> Data for processing:
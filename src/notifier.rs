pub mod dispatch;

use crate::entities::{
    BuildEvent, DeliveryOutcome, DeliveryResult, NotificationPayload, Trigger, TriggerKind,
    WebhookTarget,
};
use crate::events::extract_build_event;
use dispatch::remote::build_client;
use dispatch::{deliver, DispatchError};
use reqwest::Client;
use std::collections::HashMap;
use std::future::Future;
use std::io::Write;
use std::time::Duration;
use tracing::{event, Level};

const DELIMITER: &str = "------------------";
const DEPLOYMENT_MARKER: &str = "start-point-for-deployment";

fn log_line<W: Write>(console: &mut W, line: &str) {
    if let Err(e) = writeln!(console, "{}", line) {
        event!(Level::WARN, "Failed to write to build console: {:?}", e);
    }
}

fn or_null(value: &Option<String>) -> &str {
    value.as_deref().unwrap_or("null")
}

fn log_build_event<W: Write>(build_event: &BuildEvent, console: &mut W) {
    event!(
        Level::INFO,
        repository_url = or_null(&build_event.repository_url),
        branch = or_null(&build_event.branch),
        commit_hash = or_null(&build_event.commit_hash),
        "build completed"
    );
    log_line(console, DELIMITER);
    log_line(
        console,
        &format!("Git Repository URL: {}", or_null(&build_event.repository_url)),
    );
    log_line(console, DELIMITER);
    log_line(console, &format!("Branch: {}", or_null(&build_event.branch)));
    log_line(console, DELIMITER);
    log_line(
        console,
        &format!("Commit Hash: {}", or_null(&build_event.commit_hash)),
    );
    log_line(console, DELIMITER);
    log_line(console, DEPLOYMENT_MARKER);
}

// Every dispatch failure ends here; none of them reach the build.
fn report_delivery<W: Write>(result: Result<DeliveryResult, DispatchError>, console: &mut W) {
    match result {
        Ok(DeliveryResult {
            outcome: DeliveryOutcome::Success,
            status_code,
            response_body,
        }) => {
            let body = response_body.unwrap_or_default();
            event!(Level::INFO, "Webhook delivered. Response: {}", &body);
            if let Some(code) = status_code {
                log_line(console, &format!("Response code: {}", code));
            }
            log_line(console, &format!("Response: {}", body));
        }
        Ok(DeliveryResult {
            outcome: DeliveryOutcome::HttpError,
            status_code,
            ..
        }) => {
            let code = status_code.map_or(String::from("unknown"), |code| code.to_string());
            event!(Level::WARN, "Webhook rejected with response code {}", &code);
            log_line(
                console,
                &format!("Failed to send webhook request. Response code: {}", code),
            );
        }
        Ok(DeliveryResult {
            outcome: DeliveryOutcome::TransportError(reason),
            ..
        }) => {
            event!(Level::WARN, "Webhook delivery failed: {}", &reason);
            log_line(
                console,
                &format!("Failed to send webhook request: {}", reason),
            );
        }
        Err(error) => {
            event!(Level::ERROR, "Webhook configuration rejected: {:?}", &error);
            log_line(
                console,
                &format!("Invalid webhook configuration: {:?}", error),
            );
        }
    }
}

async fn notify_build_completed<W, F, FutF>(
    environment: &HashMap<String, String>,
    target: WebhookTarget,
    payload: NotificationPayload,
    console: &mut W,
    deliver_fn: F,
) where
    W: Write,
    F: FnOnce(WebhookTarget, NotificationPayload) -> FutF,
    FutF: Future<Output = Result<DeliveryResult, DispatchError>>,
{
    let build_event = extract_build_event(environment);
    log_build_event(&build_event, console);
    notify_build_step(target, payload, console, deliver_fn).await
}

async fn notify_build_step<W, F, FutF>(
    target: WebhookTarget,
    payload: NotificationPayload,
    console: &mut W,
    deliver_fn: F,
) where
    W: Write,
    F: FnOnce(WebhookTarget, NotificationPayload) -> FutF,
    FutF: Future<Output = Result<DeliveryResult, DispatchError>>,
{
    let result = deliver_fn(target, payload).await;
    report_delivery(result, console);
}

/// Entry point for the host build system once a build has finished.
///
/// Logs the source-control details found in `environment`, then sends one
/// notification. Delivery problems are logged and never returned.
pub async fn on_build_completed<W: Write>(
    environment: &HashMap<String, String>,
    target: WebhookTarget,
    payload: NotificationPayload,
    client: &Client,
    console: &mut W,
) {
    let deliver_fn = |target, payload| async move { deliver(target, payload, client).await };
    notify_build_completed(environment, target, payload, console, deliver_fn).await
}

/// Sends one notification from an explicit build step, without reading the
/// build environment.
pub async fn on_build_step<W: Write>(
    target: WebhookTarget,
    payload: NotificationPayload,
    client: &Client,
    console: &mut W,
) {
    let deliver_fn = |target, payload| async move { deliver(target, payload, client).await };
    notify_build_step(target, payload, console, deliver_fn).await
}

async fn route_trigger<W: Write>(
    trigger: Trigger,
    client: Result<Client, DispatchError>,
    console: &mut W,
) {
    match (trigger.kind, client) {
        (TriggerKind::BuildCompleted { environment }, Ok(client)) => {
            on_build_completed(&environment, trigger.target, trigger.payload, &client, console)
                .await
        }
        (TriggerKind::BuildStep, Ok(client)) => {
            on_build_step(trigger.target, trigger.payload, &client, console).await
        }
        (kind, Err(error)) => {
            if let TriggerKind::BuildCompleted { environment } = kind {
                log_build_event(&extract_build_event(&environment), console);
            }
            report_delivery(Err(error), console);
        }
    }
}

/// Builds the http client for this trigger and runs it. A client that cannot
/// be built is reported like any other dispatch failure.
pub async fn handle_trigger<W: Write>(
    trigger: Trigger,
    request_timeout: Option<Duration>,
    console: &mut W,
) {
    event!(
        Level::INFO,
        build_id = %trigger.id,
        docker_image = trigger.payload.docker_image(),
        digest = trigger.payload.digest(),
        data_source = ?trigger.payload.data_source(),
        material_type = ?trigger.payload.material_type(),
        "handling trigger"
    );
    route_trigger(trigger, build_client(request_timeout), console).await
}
--
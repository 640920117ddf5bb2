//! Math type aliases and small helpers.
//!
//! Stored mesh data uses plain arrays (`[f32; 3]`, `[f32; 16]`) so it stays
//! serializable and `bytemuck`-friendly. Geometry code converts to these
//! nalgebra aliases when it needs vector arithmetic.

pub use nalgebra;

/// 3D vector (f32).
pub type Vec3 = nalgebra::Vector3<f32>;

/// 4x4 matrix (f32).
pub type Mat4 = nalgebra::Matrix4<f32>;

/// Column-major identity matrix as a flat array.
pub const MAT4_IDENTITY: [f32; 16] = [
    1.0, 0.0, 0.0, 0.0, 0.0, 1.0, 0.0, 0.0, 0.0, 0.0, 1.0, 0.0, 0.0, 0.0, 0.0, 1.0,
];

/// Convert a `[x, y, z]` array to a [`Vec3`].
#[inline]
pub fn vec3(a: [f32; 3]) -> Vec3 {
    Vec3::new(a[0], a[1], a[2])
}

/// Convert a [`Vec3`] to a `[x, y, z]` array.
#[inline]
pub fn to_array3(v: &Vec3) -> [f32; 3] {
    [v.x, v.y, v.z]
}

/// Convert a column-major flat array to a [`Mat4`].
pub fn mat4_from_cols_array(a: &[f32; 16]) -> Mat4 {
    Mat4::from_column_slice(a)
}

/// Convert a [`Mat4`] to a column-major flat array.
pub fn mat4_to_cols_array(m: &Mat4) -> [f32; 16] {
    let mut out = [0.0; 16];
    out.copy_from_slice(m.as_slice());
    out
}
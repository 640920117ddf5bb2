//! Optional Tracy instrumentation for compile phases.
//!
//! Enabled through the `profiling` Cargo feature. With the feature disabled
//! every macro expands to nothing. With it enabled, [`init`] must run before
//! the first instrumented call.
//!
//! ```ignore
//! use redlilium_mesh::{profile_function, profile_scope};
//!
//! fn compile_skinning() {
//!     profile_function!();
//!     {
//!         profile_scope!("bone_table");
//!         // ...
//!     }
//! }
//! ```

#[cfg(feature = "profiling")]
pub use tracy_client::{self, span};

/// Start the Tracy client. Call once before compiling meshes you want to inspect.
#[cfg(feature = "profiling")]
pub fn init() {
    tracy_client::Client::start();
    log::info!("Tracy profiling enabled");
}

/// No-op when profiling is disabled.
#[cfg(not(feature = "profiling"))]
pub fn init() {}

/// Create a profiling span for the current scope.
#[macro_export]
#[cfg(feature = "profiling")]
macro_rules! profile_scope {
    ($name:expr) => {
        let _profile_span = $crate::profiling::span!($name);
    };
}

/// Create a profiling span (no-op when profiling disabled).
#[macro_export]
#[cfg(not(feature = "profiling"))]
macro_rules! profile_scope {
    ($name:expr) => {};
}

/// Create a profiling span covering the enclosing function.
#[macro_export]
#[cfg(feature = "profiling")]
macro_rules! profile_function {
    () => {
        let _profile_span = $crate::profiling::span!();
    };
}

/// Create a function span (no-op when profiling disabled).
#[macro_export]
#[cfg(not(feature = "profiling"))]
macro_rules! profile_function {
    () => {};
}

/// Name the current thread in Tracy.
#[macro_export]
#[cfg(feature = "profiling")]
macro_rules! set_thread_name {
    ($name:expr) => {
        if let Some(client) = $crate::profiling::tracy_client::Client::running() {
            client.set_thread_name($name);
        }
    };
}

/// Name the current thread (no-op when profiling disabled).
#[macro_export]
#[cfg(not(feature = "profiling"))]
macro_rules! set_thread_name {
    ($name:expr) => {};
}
---
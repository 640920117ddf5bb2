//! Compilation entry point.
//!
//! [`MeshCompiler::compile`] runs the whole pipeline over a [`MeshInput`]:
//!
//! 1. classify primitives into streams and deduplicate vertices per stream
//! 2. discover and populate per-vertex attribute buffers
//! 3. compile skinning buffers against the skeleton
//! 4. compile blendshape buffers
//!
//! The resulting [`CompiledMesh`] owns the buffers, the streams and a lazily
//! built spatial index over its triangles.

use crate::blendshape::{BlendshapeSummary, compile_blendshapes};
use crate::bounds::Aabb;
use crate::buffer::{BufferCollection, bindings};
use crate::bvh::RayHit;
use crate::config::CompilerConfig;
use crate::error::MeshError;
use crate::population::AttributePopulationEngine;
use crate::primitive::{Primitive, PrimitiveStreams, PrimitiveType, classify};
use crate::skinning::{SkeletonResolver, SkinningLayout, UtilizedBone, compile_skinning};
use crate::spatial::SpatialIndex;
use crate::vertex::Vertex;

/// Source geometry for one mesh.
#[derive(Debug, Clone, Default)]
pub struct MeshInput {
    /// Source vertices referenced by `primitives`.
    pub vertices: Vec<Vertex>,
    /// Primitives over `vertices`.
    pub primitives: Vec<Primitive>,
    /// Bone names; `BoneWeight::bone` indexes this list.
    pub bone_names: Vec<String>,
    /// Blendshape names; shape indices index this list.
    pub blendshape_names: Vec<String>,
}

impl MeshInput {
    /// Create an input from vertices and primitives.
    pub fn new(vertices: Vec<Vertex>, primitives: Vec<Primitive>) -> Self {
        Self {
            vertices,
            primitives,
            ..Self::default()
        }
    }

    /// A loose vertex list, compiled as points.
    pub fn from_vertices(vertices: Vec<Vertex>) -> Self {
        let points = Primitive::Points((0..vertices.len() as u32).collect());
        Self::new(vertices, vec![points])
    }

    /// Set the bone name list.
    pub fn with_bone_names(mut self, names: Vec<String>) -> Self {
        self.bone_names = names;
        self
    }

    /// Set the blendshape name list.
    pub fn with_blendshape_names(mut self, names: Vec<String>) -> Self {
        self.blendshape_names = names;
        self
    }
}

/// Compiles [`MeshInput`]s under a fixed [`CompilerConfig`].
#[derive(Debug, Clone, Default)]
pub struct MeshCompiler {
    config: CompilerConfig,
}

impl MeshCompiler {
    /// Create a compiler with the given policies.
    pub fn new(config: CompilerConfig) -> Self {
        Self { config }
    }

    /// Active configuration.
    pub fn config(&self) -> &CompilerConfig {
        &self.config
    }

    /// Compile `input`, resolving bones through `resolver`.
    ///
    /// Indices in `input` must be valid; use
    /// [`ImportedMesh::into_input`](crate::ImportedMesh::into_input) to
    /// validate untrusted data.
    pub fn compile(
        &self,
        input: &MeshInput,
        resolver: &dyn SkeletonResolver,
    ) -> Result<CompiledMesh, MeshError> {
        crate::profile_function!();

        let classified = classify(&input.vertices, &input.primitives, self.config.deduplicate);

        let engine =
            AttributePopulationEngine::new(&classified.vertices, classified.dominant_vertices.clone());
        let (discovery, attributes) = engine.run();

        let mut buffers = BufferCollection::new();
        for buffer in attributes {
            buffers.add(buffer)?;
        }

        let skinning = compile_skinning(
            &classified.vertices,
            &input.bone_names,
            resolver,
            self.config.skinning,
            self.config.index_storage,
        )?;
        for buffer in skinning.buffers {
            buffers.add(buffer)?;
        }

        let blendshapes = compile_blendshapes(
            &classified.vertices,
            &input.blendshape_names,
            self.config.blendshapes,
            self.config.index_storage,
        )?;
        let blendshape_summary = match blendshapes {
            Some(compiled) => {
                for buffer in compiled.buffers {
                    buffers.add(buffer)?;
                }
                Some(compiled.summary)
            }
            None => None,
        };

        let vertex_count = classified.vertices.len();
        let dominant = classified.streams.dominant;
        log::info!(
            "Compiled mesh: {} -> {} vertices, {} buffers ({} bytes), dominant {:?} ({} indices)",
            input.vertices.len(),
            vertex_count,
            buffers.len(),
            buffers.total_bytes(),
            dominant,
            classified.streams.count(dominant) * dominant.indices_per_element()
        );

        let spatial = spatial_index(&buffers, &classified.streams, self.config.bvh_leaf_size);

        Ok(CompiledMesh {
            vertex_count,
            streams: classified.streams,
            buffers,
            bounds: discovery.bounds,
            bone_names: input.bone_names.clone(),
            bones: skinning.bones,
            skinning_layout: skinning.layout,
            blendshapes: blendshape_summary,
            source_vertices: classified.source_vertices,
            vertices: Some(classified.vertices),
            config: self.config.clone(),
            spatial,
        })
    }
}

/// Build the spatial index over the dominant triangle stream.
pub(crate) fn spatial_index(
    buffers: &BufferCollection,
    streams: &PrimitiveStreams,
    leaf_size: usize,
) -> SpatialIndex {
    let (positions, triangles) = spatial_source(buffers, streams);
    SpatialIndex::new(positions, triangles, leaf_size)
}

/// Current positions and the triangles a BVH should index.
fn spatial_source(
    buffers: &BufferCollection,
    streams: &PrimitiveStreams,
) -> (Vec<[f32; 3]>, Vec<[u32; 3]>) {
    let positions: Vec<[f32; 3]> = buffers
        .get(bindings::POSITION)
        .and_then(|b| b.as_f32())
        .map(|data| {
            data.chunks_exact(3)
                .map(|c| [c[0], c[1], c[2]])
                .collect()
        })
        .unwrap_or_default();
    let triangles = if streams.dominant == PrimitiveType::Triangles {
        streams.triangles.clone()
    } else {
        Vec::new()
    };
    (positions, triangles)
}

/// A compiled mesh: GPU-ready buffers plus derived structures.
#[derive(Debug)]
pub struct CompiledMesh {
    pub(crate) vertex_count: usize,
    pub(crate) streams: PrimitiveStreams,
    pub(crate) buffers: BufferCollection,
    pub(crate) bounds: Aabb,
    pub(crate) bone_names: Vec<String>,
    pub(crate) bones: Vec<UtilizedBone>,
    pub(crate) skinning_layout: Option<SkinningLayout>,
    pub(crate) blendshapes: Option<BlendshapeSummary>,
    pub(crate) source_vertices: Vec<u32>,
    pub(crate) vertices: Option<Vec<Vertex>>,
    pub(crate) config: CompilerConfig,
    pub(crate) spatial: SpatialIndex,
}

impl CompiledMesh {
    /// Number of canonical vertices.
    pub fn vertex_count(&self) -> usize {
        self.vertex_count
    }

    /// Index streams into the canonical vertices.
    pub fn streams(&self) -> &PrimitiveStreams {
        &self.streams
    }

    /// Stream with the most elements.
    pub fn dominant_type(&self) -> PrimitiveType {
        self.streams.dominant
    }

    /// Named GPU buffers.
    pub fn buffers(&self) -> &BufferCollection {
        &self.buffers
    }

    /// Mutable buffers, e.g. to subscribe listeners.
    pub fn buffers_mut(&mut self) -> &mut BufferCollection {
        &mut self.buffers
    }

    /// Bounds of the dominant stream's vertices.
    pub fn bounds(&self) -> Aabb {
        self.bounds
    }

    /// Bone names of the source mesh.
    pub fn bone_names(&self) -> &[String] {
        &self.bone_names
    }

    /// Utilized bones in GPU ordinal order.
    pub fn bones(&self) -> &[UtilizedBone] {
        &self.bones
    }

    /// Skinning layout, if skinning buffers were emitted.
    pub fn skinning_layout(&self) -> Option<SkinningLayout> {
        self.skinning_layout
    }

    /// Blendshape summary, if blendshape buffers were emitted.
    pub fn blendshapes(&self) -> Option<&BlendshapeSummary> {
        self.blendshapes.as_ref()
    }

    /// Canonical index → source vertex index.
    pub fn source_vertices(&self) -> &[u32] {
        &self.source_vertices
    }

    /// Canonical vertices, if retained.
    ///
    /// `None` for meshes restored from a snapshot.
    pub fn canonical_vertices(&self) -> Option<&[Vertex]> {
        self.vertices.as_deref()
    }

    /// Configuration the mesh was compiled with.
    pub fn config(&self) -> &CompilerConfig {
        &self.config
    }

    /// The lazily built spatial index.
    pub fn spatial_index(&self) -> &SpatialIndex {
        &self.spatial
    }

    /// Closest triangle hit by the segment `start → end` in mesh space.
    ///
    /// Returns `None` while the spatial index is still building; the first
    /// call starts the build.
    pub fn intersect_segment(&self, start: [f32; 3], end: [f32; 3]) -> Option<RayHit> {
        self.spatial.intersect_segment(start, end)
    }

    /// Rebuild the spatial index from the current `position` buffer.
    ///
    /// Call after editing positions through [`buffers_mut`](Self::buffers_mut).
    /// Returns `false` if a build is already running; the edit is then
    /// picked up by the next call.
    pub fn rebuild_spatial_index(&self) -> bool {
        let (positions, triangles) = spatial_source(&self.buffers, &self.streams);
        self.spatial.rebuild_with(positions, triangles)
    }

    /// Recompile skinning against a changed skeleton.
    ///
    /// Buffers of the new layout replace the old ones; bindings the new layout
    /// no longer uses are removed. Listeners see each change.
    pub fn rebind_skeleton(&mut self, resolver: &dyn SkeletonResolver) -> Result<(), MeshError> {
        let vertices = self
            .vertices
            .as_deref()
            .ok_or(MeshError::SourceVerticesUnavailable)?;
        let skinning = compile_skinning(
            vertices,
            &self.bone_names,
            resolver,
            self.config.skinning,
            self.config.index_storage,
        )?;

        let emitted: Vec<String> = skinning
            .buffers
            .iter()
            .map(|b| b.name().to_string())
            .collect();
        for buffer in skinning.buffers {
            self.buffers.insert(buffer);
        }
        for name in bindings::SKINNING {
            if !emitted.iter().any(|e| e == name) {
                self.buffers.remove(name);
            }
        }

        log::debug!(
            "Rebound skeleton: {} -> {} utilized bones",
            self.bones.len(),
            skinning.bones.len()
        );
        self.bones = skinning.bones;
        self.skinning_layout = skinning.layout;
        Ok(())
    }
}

> Work request: Look above for the line holding "use crate::spatial::SpatialIndex;" and the line holding "bone name list.". Retype both, and every line between them, word for word and nothing else.

> Exercise solution:
use crate::spatial::SpatialIndex;
use crate::vertex::Vertex;

/// Source geometry for one mesh.
#[derive(Debug, Clone, Default)]
pub struct MeshInput {
    /// Source vertices referenced by `primitives`.
    pub vertices: Vec<Vertex>,
    /// Primitives over `vertices`.
    pub primitives: Vec<Primitive>,
    /// Bone names; `BoneWeight::bone` indexes this list.
    pub bone_names: Vec<String>,
    /// Blendshape names; shape indices index this list.
    pub blendshape_names: Vec<String>,
}

impl MeshInput {
    /// Create an input from vertices and primitives.
    pub fn new(vertices: Vec<Vertex>, primitives: Vec<Primitive>) -> Self {
        Self {
            vertices,
            primitives,
            ..Self::default()
        }
    }

    /// A loose vertex list, compiled as points.
    pub fn from_vertices(vertices: Vec<Vertex>) -> Self {
        let points = Primitive::Points((0..vertices.len() as u32).collect());
        Self::new(vertices, vec![points])
    }

    /// Set the bone name list.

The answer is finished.